◆ **Action item**: Repeat exactly the lines from the start of the records below through the line that contains "filename crates/strata-core/src/lib.rs", including both.

◆ **Record set**:
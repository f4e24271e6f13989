// Container test module
#[cfg(test)]
mod container_tests;
#[cfg(test)]
mod capability_tests;
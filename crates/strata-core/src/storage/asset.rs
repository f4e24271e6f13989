use crate::kernel::error::Result;

/// Asset-loading capability consulted by the virtual-filesystem strategy.
///
/// Providers bind an implementation with
/// [`Container::bind_with_capability`](crate::container::Container::bind_with_capability)
/// using `dyn AssetLoader` as the capability.
pub trait AssetLoader: Send + Sync {
    fn name(&self) -> &str;

    /// Raw text of the asset at `path`, or `None` when nothing is there.
    fn load_text(&self, path: &str) -> Result<Option<String>>;
}
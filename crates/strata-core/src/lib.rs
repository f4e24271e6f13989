//! # Strata Core
//!
//! Application-framework core: a lifecycle orchestrator ([`kernel`]), the
//! binding [`container`] it wires providers through, explicit bootstrap
//! discovery ([`plugin_system`]) and a strategy-keyed config cache
//! ([`storage`]).
pub mod container;
pub mod kernel;
pub mod plugin_system;
pub mod storage;

pub use container::{Container, ContainerError, Lifetime, ResolveArgs};
pub use kernel::error::Error as KernelError;
pub use kernel::{
    Application, ApplicationBuilder, CancelSignal, ExecutionMode, HookContext, KernelSettings, Phase,
    ServiceProvider, ShutdownReport,
};
pub use plugin_system::{Bootstrap, BootstrapRegistry};
pub use storage::{AssetLoader, ConfigCache, ConfigData, ConfigFormat, LoadStrategy};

◆ **Exercise answer**:
repository f4e24271e6f13989
// Container test module
#[cfg(test)]
mod container_tests;
#[cfg(test)]
mod capability_tests;
filename crates/strata-core/src/storage/asset.rs
repository f4e24271e6f13989
use crate::kernel::error::Result;

/// Asset-loading capability consulted by the virtual-filesystem strategy.
///
/// Providers bind an implementation with
/// [`Container::bind_with_capability`](crate::container::Container::bind_with_capability)
/// using `dyn AssetLoader` as the capability.
pub trait AssetLoader: Send + Sync {
    fn name(&self) -> &str;

    /// Raw text of the asset at `path`, or `None` when nothing is there.
    fn load_text(&self, path: &str) -> Result<Option<String>>;
}
filename crates/strata-core/src/lib.rs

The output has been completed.